_Task brief:_ Taking the listing below, restate word for word each line from the line with "the same slot." to the line with "for (name, value)", ends included, and stop there.

_Source material:_
━━━━━━━━━━

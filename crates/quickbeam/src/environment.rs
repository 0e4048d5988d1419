//! Runtime environment: variable cells, namespaces and frames
//!
//! A [`Namespace`] is an ordered map from name to [`Cell`]. Functions are
//! stored as variables whose name ends in `~`, and nested namespaces
//! (modules) as variables whose name ends in `:`. Scoping is a chain of
//! namespaces searched innermost first; the chain lives in the [`Frame`].

mod frame;
mod prelude;

pub use frame::Frame;
pub(crate) use frame::split_qualified;
pub use prelude::builtin_namespace;

use indexmap::IndexMap;
use parking_lot::RwLock;
use std::fmt;
use std::sync::Arc;

use crate::value::Value;

/// Suffix marking a variable that holds a function.
pub const FN_SUFFIX: &str = "~";

/// Suffix marking a variable that holds a namespace.
pub const NS_SUFFIX: &str = ":";

// ═══════════════════════════════════════════════════════════════════════
// Cells
// ═══════════════════════════════════════════════════════════════════════

/// A shareable storage location holding one value.
///
/// Cloning a cell clones the handle, not the storage: every clone reads
/// and writes the same slot.
#[derive(Clone)]
pub struct Cell(Arc<RwLock<Value>>);

impl Cell {
    /// Create a cell holding `value`.
    pub fn new(value: Value) -> Self {
        Cell(Arc::new(RwLock::new(value)))
    }

    /// Current contents.
    pub fn get(&self) -> Value {
        self.0.read().clone()
    }

    /// Replace the contents.
    pub fn set(&self, value: Value) {
        *self.0.write() = value;
    }

    /// Whether both handles refer to the same storage.
    pub fn same(&self, other: &Cell) -> bool {
        Arc::ptr_eq(&self.0, &other.0)
    }
}

impl fmt::Debug for Cell {
    fn fmt(&self, f: &mut fmt::Formatter<'_>) -> fmt::Result {
        write!(f, "Cell({:?})", self.0.read())
    }
}

// ═══════════════════════════════════════════════════════════════════════
// Namespaces
// ═══════════════════════════════════════════════════════════════════════

/// An ordered, shared mapping from name to [`Cell`].
///
/// `Namespace` is a handle: clones share the same map, which is what lets
/// a closure, a module cache entry and an `eval &ns` caller all observe
/// the same variables. Use [`Namespace::snapshot`] to get an independent
/// map that still shares the cells.
///
/// # Example
///
/// ```
/// use quickbeam::{Namespace, Value};
///
/// let ns = Namespace::new();
/// ns.add("x", Value::from("1"));
///
/// let copy = ns.snapshot();
/// copy.add("y", Value::from("2"));
///
/// // new names in the copy stay there...
/// assert!(!ns.contains("y"));
///
/// // ...but existing cells are shared
/// copy.cell("x").unwrap().set(Value::from("10"));
/// assert_eq!(ns.get("x"), Some(Value::from("10")));
/// ```
#[derive(Clone, Default)]
pub struct Namespace {
    vars: Arc<RwLock<IndexMap<String, Cell>>>,
}

impl Namespace {
    /// Create an empty namespace.
    pub fn new() -> Self {
        Self::default()
    }

    /// Build a namespace from name/value pairs.
    pub fn from_pairs<I, S>(pairs: I) -> Self
    where
        I: IntoIterator<Item = (S, Value)>,
        S: Into<String>,
    {
        let ns = Self::new();
        for (name, value) in pairs {
            ns.add(name, value);
        }
        ns
    }

    /// Look up the cell bound to `name`.
    pub fn cell(&self, name: &str) -> Option<Cell> {
        self.vars.read().get(name).cloned()
    }

    /// Look up the current value of `name`.
    pub fn get(&self, name: &str) -> Option<Value> {
        self.vars.read().get(name).map(Cell::get)
    }

    /// Declare `name` with a fresh cell, replacing any existing binding.
    ///
    /// Closures that captured the previous cell keep seeing it; code that
    /// looks the name up afterwards gets the new one.
    pub fn declare(&self, name: impl Into<String>, value: Value) -> Cell {
        let cell = Cell::new(value);
        self.vars.write().insert(name.into(), cell.clone());
        cell
    }

    /// Declare a variable; builder-friendly variant of [`Namespace::declare`].
    pub fn add(&self, name: impl Into<String>, value: Value) -> &Self {
        self.declare(name, value);
        self
    }

    /// Declare a function variable (`name~`).
    pub fn add_fn(&self, name: &str, value: impl Into<Value>) -> &Self {
        self.add(format!("{}{}", name, FN_SUFFIX), value.into())
    }

    /// Declare a namespace variable (`name:`).
    pub fn add_ns(&self, name: &str, ns: Namespace) -> &Self {
        self.add(format!("{}{}", name, NS_SUFFIX), Value::Ns(ns))
    }

    /// Bind an existing cell under `name`, aliasing it.
    pub fn insert_cell(&self, name: impl Into<String>, cell: Cell) {
        self.vars.write().insert(name.into(), cell);
    }

    /// Remove a binding. Returns whether it existed.
    pub fn remove(&self, name: &str) -> bool {
        self.vars.write().shift_remove(name).is_some()
    }

    /// Whether `name` is bound.
    pub fn contains(&self, name: &str) -> bool {
        self.vars.read().contains_key(name)
    }

    /// Bound names, in declaration order.
    pub fn names(&self) -> Vec<String> {
        self.vars.read().keys().cloned().collect()
    }

    /// Number of bindings.
    pub fn len(&self) -> usize {
        self.vars.read().len()
    }

    /// Whether there are no bindings.
    pub fn is_empty(&self) -> bool {
        self.vars.read().is_empty()
    }

    /// A new namespace with the same names bound to the same cells.
    ///
    /// Declarations made in the snapshot do not show up here and vice
    /// versa; assignments to pre-existing names are seen by both.
    pub fn snapshot(&self) -> Namespace {
        Namespace {
            vars: Arc::new(RwLock::new(self.vars.read().clone())),
        }
    }

    /// Bind every cell of `other` here, overriding same-named bindings.
    pub fn absorb(&self, other: &Namespace) {
        if self.same(other) {
            return;
        }
        let theirs = other.vars.read().clone();
        self.vars.write().extend(theirs);
    }

    /// A read/write handle for callers holding this namespace.
    pub fn export(&self) -> Namespace {
        self.clone()
    }

    /// Whether both handles refer to the same namespace.
    pub fn same(&self, other: &Namespace) -> bool {
        Arc::ptr_eq(&self.vars, &other.vars)
    }

    /// Address of the shared map, stable for the namespace's lifetime.
    pub fn addr(&self) -> usize {
        Arc::as_ptr(&self.vars) as *const () as usize
    }
}

impl fmt::Debug for Namespace {
    fn fmt(&self, f: &mut fmt::Formatter<'_>) -> fmt::Result {
        f.debug_struct("Namespace")
            .field("addr", &format_args!("{:#x}", self.addr()))
            .field("names", &self.names())
            .finish()
    }
}

#[cfg(test)]
mod tests {
    use super::*;

    #[test]
    fn test_cell_identity_and_contents() {
        let a = Cell::new(Value::from("1"));
        let b = a.clone();
        let c = Cell::new(Value::from("1"));
        b.set(Value::from("2"));
        assert_eq!(a.get(), Value::from("2"));
        assert!(a.same(&b));
        assert!(!a.same(&c));
    }

    #[test]
    fn test_declare_replaces_cell() {
        let ns = Namespace::new();
        let old = ns.declare("x", Value::from("old"));
        let new = ns.declare("x", Value::from("new"));
        assert!(!old.same(&new));
        assert_eq!(old.get(), Value::from("old"));
        assert_eq!(ns.get("x"), Some(Value::from("new")));
    }

    #[test]
    fn test_names_keep_order() {
        let ns = Namespace::new();
        ns.add("b", Value::Nil).add("a", Value::Nil).add_fn("f", Value::Nil);
        assert_eq!(ns.names(), vec!["b", "a", "f~"]);
    }

    #[test]
    fn test_remove() {
        let ns = Namespace::from_pairs([("x", Value::Nil)]);
        assert!(ns.remove("x"));
        assert!(!ns.remove("x"));
        assert!(ns.is_empty());
    }

    #[test]
    fn test_snapshot_shares_cells_not_names() {
        let ns = Namespace::from_pairs([("x", Value::from("1"))]);
        let snap = ns.snapshot();
        snap.add("y", Value::Nil);
        ns.add("z", Value::Nil);
        assert!(!ns.contains("y"));
        assert!(!snap.contains("z"));
        assert!(ns.cell("x").unwrap().same(&snap.cell("x").unwrap()));
    }

    #[test]
    fn test_export_is_same_namespace() {
        let ns = Namespace::new();
        let handle = ns.export();
        handle.add("x", Value::Nil);
        assert!(ns.contains("x"));
        assert!(ns.same(&handle));
        assert_eq!(ns.addr(), handle.addr());
    }

    #[test]
    fn test_absorb_overrides() {
        let a = Namespace::from_pairs([("x", Value::from("a")), ("y", Value::from("a"))]);
        let b = Namespace::from_pairs([("x", Value::from("b"))]);
        a.absorb(&b);
        assert_eq!(a.get("x"), Some(Value::from("b")));
        assert_eq!(a.get("y"), Some(Value::from("a")));
        a.absorb(&a.clone());
        assert_eq!(a.len(), 2);
    }
}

━━━━━━━━━━

_Written solution:_
/// and writes the same slot.
#[derive(Clone)]
pub struct Cell(Arc<RwLock<Value>>);

impl Cell {
    /// Create a cell holding `value`.
    pub fn new(value: Value) -> Self {
        Cell(Arc::new(RwLock::new(value)))
    }

    /// Current contents.
    pub fn get(&self) -> Value {
        self.0.read().clone()
    }

    /// Replace the contents.
    pub fn set(&self, value: Value) {
        *self.0.write() = value;
    }

    /// Whether both handles refer to the same storage.
    pub fn same(&self, other: &Cell) -> bool {
        Arc::ptr_eq(&self.0, &other.0)
    }
}

impl fmt::Debug for Cell {
    fn fmt(&self, f: &mut fmt::Formatter<'_>) -> fmt::Result {
        write!(f, "Cell({:?})", self.0.read())
    }
}

// ═══════════════════════════════════════════════════════════════════════
// Namespaces
// ═══════════════════════════════════════════════════════════════════════

/// An ordered, shared mapping from name to [`Cell`].
///
/// `Namespace` is a handle: clones share the same map, which is what lets
/// a closure, a module cache entry and an `eval &ns` caller all observe
/// the same variables. Use [`Namespace::snapshot`] to get an independent
/// map that still shares the cells.
///
/// # Example
///
/// ```
/// use quickbeam::{Namespace, Value};
///
/// let ns = Namespace::new();
/// ns.add("x", Value::from("1"));
///
/// let copy = ns.snapshot();
/// copy.add("y", Value::from("2"));
///
/// // new names in the copy stay there...
/// assert!(!ns.contains("y"));
///
/// // ...but existing cells are shared
/// copy.cell("x").unwrap().set(Value::from("10"));
/// assert_eq!(ns.get("x"), Some(Value::from("10")));
/// ```
#[derive(Clone, Default)]
pub struct Namespace {
    vars: Arc<RwLock<IndexMap<String, Cell>>>,
}

impl Namespace {
    /// Create an empty namespace.
    pub fn new() -> Self {
        Self::default()
    }

    /// Build a namespace from name/value pairs.
    pub fn from_pairs<I, S>(pairs: I) -> Self
    where
        I: IntoIterator<Item = (S, Value)>,
        S: Into<String>,
    {
        let ns = Self::new();
        for (name, value) in pairs {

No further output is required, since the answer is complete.